Children who may have taken breast cancer treatment medication mistakenly distributed by a New Jersey pharmacy instead of prescribed fluoride pills likely won’t suffer any health problems, a pharmaceutical expert said Saturday.
CVS Caremark officials say only a few children ingested pills for breast cancer treatment that they mistakenly received, and company investigators are still working to determine how and why the errors occurred at the pharmacy in Chatham. The pharmacy has acknowledged improperly dispensing Tamoxifen instead of chewable fluoride tablets to children in as many as 50 families between Dec. 1 and Feb. 20.

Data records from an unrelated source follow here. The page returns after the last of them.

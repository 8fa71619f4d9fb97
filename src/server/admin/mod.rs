mod teams;
mod users;

use std::sync::Arc;

use axum::{
    Router,
    routing::{delete, get, post},
};

use crate::server::AppState;

pub fn admin_router() -> Router<Arc<AppState>> {
    Router::new()
        // User routes
        .route("/users", post(users::create_user))
        .route("/users", get(users::list_users))
        .route("/users/{id}", get(users::get_user))
        .route("/users/{id}/tokens", post(users::create_user_token))
        // Team routes
        .route("/teams", post(teams::create_team))
        .route("/teams/{id}/members", post(teams::add_team_member))
        .route(
            "/teams/{id}/members/{user_id}",
            delete(teams::remove_team_member),
        )
}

“Fortunately, it’s very unlikely that this specific drug would cause any serious or adverse effects when used for only a short periods of time,” said Daniel Hussar, a professor with the Philadelphia College of Pharmacy at the University of the Sciences.
CVS said it had spoken with or left messages for every family whose child was dispensed a 0.5 mg fluoride prescription from its Chatham location within the past 60 days. The company issued a statement Friday that said it was “deeply sorry for the mistake that occurred,” although it did not explain how the mistake happened.
According to Hussar, events like these are rare but important learning tools to prevent future mistakes — which may be a small comfort to parents who gave their kids the wrong drugs. On the other hand, those kids were lucky enough to get a drug that probably didn’t do a lot of damage in the long run. Parents would likely be less forgiving if their precious angels had been popping Oxycontin.